## INSTRUCTIONS TO FOLLOW
Read through the lines below and copy the ones holding the string "transform".

++++++++

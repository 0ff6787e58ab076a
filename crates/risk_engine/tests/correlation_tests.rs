//! Integration tests for the rank correlation transform on sampled data.

use risk_core::{CholeskyFactor, CorrelationMatrix};
use risk_engine::aggregate::SampleMatrix;
use risk_engine::correlation::induce_correlation;
use risk_engine::distribution::DistributionSpec;
use risk_engine::sampler::DistributionSampler;
use risk_engine::stats::pearson_correlation;

const N: usize = 10_000;

fn sample(spec: &DistributionSpec, seed: u64) -> Vec<f64> {
    DistributionSampler.sample_seeded(spec, N, seed).unwrap()
}

fn sorted(values: &[f64]) -> Vec<f64> {
    let mut v = values.to_vec();
    v.sort_by(f64::total_cmp);
    v
}

fn two_factor_cholesky(rho: f64) -> CholeskyFactor {
    CorrelationMatrix::from_rows(&[vec![1.0, rho], vec![rho, 1.0]])
        .unwrap()
        .cholesky()
        .unwrap()
}

/// Target correlations between two normal factors are reached within 0.05.
#[test]
fn test_target_correlation_reached() {
    let spec = DistributionSpec::Normal {
        mean: 0.0,
        std: 1.0,
    };
    for rho in [0.0, 0.5, 0.9] {
        let matrix = SampleMatrix::from_columns(vec![sample(&spec, 1), sample(&spec, 2)]).unwrap();
        let out = induce_correlation(matrix, Some(&two_factor_cholesky(rho))).unwrap();
        let empirical = pearson_correlation(out.column(0), out.column(1));
        assert!(
            (empirical - rho).abs() < 0.05,
            "target {} got {}",
            rho,
            empirical
        );
    }
}

/// Marginals survive the transform exactly, whatever their family.
#[test]
fn test_marginals_preserved_for_skewed_factors() {
    let gamma = sample(&DistributionSpec::Gamma { shape: 2.0, scale: 3.0 }, 5);
    let lognormal = sample(&DistributionSpec::Lognormal { mu: 10.0, sigma: 1.0 }, 6);
    let uniform = sample(&DistributionSpec::Uniform { min: 0.0, max: 1.0 }, 7);

    let chol = CorrelationMatrix::from_rows(&[
        vec![1.0, 0.6, 0.3],
        vec![0.6, 1.0, 0.2],
        vec![0.3, 0.2, 1.0],
    ])
    .unwrap()
    .cholesky()
    .unwrap();

    let matrix =
        SampleMatrix::from_columns(vec![gamma.clone(), lognormal.clone(), uniform.clone()])
            .unwrap();
    let out = induce_correlation(matrix, Some(&chol)).unwrap();

    assert_eq!(sorted(out.column(0)), sorted(&gamma));
    assert_eq!(sorted(out.column(1)), sorted(&lognormal));
    assert_eq!(sorted(out.column(2)), sorted(&uniform));

    // Rank correlation follows the target ordering.
    let ranks = |column: &[f64]| risk_engine::correlation::normal_scores(column);
    let r01 = pearson_correlation(&ranks(out.column(0)), &ranks(out.column(1)));
    let r12 = pearson_correlation(&ranks(out.column(1)), &ranks(out.column(2)));
    assert!((r01 - 0.6).abs() < 0.05, "{}", r01);
    assert!((r12 - 0.2).abs() < 0.05, "{}", r12);
}

/// Identity correlation keeps every value set unchanged.
#[test]
fn test_identity_matrix_keeps_value_sets() {
    let spec = DistributionSpec::Triangular {
        min: 0.0,
        mode: 1.0,
        max: 4.0,
    };
    let a = sample(&spec, 21);
    let b = sample(&spec, 22);
    let matrix = SampleMatrix::from_columns(vec![a.clone(), b.clone()]).unwrap();
    let out = induce_correlation(matrix, Some(&CholeskyFactor::identity(2))).unwrap();

    assert_eq!(sorted(out.column(0)), sorted(&a));
    assert_eq!(sorted(out.column(1)), sorted(&b));
}

/// Perfect correlation is accepted and produces comonotone columns.
#[test]
fn test_perfect_correlation_is_comonotone() {
    let a = sample(&DistributionSpec::Normal { mean: 5.0, std: 2.0 }, 31);
    let b = sample(&DistributionSpec::Gamma { shape: 1.5, scale: 2.0 }, 32);
    let matrix = SampleMatrix::from_columns(vec![a, b]).unwrap();
    let out = induce_correlation(matrix, Some(&two_factor_cholesky(1.0))).unwrap();

    let order_a = risk_engine::correlation::rank_order(out.column(0));
    let order_b = risk_engine::correlation::rank_order(out.column(1));
    assert_eq!(order_a, order_b);
}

++++++++

## COMPLETED EXERCISE
//! Integration tests for the rank correlation transform on sampled data.
/// Marginals survive the transform exactly, whatever their family.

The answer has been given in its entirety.